Hai Sisters! Dalam suatu peristiwa pidana bisa saja melibatkan anak sebagai saksi atau secara hukum disebut “Anak Saksi”. Ternyata, Anak Saksi memiliki kedudukan yang istimewa dibandingkan dengan saksi-saksi lain. Apa saja keistimewaan tersebut? Yuk, simak ringkasannya ini, yuk, Sisters!
Usia Anak Bisa Bersaksi di Pengadilan
Lalu berapa usia anak yang bisa didengarkan keterangannya di persidangan? Dalam Undang-Undang Nomor 8 Tahun 1981 tentang Hukum Acara Pidana (“KUHAP”) terdapat pengaturan mengenai anak yang didengarkan keterangannya tanpa sumpah, yakni yang boleh diperiksa untuk memberi keterangan tanpa sumpah ialah anak yang umurnya belum cukup 15 tahun dan belum pernah kawin.
Dalam penjelasan pasal ini dikatakan bahwa anak yang belum berumur lima belas tahun, demikian juga orang yang sakit ingatan, sakit jiwa, sakit gila meskipun hanya kadang-kadang saja, yang dalam ilmu penyakit jiwa disebut psychopaat, mereka ini tidak dapat dipertanggungjawabkan secara sempurna dalam hukum pidana maka mereka tidak dapat diambil sumpah atau janji dalam memberikan keterangan, karena itu keterangan mereka hanya dipakai sebagai petunjuk saja.

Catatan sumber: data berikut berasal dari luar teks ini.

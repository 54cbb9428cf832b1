//! Per-type adapters ("type classes") that the generic set algebra is written against.
//!
//! Each primitive domain is represented by a zero-sized marker type implementing [`NumericDomain`]
//! (totally ordered domains), [`FloatingDomain`] (ordered domains with NaN and infinities) or
//! [`EquatableDomain`] (domains only supporting equality).
//! Markers rather than the value types themselves carry the implementation, so that two domains may
//! share a representation (e.g. `int` and `nint` both use `i32`).

use crate::constant::ConstantValue;
use crate::error::ValueSetError;
use crate::relation::Relation;
use hashbrown::HashSet;
use rand::Rng;
use std::cmp::Ordering;
use std::fmt::Debug;
use std::hash::Hash;

pub mod character;
pub mod decimal;
pub mod floating;
pub mod integral;
pub mod string;

pub use character::CharDomain;
pub use decimal::DecimalDomain;
pub use floating::{F32Domain, F64Domain};
pub use integral::*;
pub use string::StringDomain;

/// A totally ordered domain with a finite number of values between [`NumericDomain::min_value`]
/// and [`NumericDomain::max_value`].
pub trait NumericDomain: Copy + Clone + Debug + Default + Eq + PartialEq + Hash + Send + Sync + 'static {
    type Value: Copy + PartialOrd + Debug + Send + Sync + 'static;

    /// Name of the domain, as it appears in the source language.
    const NAME: &'static str;

    fn min_value() -> Self::Value;
    fn max_value() -> Self::Value;
    fn zero() -> Self::Value;

    /// Evaluates `left <relation> right`.
    fn related(relation: Relation, left: Self::Value, right: Self::Value) -> bool {
        related_ordered(relation, left, right)
    }

    /// The smallest value strictly greater than `value`.
    ///
    /// # Panic
    /// `value` must not be the maximum of the domain.
    fn next(value: Self::Value) -> Self::Value;

    /// The largest value strictly lower than `value`.
    ///
    /// # Panic
    /// `value` must not be the minimum of the domain.
    fn prev(value: Self::Value) -> Self::Value;

    /// Splits the non-singleton range `[min, max]` into `[min, left_max]` and `[right_min, max]`
    /// where `right_min == next(left_max)`. Both parts are non-empty.
    fn partition(min: Self::Value, max: Self::Value) -> (Self::Value, Self::Value);

    fn from_constant(constant: &ConstantValue) -> Result<Self::Value, ValueSetError>;
    fn to_constant(value: Self::Value) -> ConstantValue;

    fn random<R: Rng + ?Sized>(rng: &mut R) -> Self::Value;

    /// Locale-independent rendering of a value.
    fn display(value: Self::Value) -> String;

    fn compare(left: Self::Value, right: Self::Value) -> Ordering {
        if Self::related(Relation::LessThan, left, right) {
            Ordering::Less
        } else if Self::related(Relation::LessThan, right, left) {
            Ordering::Greater
        } else {
            Ordering::Equal
        }
    }

    fn min(left: Self::Value, right: Self::Value) -> Self::Value {
        if Self::related(Relation::LessThan, right, left) {
            right
        } else {
            left
        }
    }

    fn max(left: Self::Value, right: Self::Value) -> Self::Value {
        if Self::related(Relation::GreaterThan, right, left) {
            right
        } else {
            left
        }
    }
}

/// A numeric domain whose finite values are complemented by NaN and two infinities.
///
/// The [`NumericDomain`] part only covers the finite values: `min_value` and `max_value` are the
/// extreme finite numbers. Note that [`NumericDomain::related`] considers two NaNs equal, which is
/// required for the analysis to be deterministic.
pub trait FloatingDomain: NumericDomain {
    fn nan() -> Self::Value;
    fn positive_infinity() -> Self::Value;
    fn negative_infinity() -> Self::Value;
    fn is_nan(value: Self::Value) -> bool;
}

/// A domain only supporting equality tests, typically unbounded (strings).
pub trait EquatableDomain: Copy + Clone + Debug + Default + Eq + PartialEq + Hash + Send + Sync + 'static {
    type Value: Clone + Eq + Ord + Hash + Debug + Send + Sync + 'static;

    const NAME: &'static str;

    fn from_constant(constant: &ConstantValue) -> Result<Self::Value, ValueSetError>;
    fn to_constant(value: Self::Value) -> ConstantValue;
    fn random<R: Rng + ?Sized>(rng: &mut R) -> Self::Value;
    fn display(value: &Self::Value) -> String;

    /// Returns a value that is not part of `excluded`.
    fn fresh_value(excluded: &HashSet<Self::Value>) -> Self::Value;
}

/// Evaluates a relation with the natural order of the values.
pub fn related_ordered<T: PartialOrd>(relation: Relation, left: T, right: T) -> bool {
    match relation {
        Relation::Equal => left == right,
        Relation::LessThan => left < right,
        Relation::LessThanOrEqual => left <= right,
        Relation::GreaterThan => left > right,
        Relation::GreaterThanOrEqual => left >= right,
    }
}

/// Extracts the payload of a constant that is known to belong to the domain `D`.
///
/// # Panic
/// Panics if the constant is of another kind: the caller mixed domains.
pub(crate) fn expect_value<D: NumericDomain>(constant: &ConstantValue) -> D::Value {
    match D::from_constant(constant) {
        Ok(value) => value,
        Err(err) => panic!("{} value set: {err}", D::NAME),
    }
}

/// Same as [`expect_value`] for unordered domains.
pub(crate) fn expect_member<D: EquatableDomain>(constant: &ConstantValue) -> D::Value {
    match D::from_constant(constant) {
        Ok(value) => value,
        Err(err) => panic!("{} value set: {err}", D::NAME),
    }
}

Undang-Undang yang lebih spesifik mengatur tentang anak sebagai saksi adalah Undang-Undang Nomor 11 Tahun 2012 tentang Sistem Peradilan Pidana Anak (“UU SPPA”). Mengenai pengertian ‘anak saksi’ terdapat dalam Pasal 1 angka 5 UU SPPA:
Anak yang Menjadi Saksi Tindak Pidana yang selanjutnya disebut Anak Saksi adalah anak yang belum berumur 18 (delapan belas) tahun yang dapat memberikan keterangan guna kepentingan penyidikan, penuntutan, dan pemeriksaan di sidang pengadilan tentang suatu perkara pidana yang didengar, dilihat, dan/atau dialaminya sendiri.
Pada dasarnya Undang-Undang Nomor 11 Tahun 2012 tentang Sistem Peradilan Pidana Anak telah menetapkan bahwa anak yang menjadi saksi tindak pidana adalah anak yang belum berumur 18 (delapan belas) tahun yang dapat memberikan keterangan guna kepentingan penyidikan, penuntutan, dan pemeriksaan di sidang pengadilan tentang suatu perkara pidana yang didengar, dilihat, dan/atau dialaminya sendiri.
Sedangkan jika merujuk pada Undang-Undang Nomor 8 Tahun 1981 tentang Hukum Acara Pidana, maka tidak dibatasi minimal usia anak untuk dapat menjadi saksi, hanya saja jika usianya kurang dari 15 tahun, maka boleh diperiksa untuk memberi keterangan tanpa sumpah dan keterangan mereka hanya dipakai sebagai petunjuk saja.
Dalam menangani Anak Saksi, Pembimbing Kemasyarakatan, Pekerja Sosial Profesional dan Tenaga Kesejahteraan Sosial, Penyidik, Penuntut Umum, Hakim, dan Advokat atau pemberi bantuan hukum lainnya wajib memperhatikan kepentingan terbaik bagi Anak dan mengusahakan suasana kekeluargaan tetap terpelihara. Dalam setiap tingkat pemeriksaan, Anak Saksi wajib didampingi oleh orang tua dan/atau orang yang dipercaya oleh Anak Saksi, atau Pekerja Sosial.
Hak-Hak Anak Saksi
Anak Saksi berhak atas semua perlindungan dan hak yang diatur dalam ketentuan peraturan perundang-undangan. Anak Saksi juga berhak atas:
-
upaya rehabilitasi medis dan rehabilitasi sosial, baik di dalam lembaga maupun di luar lembaga;
-
jaminan keselamatan, baik fisik, mental, maupun sosial; dan
-
kemudahan dalam mendapatkan informasi mengenai perkembangan perkara.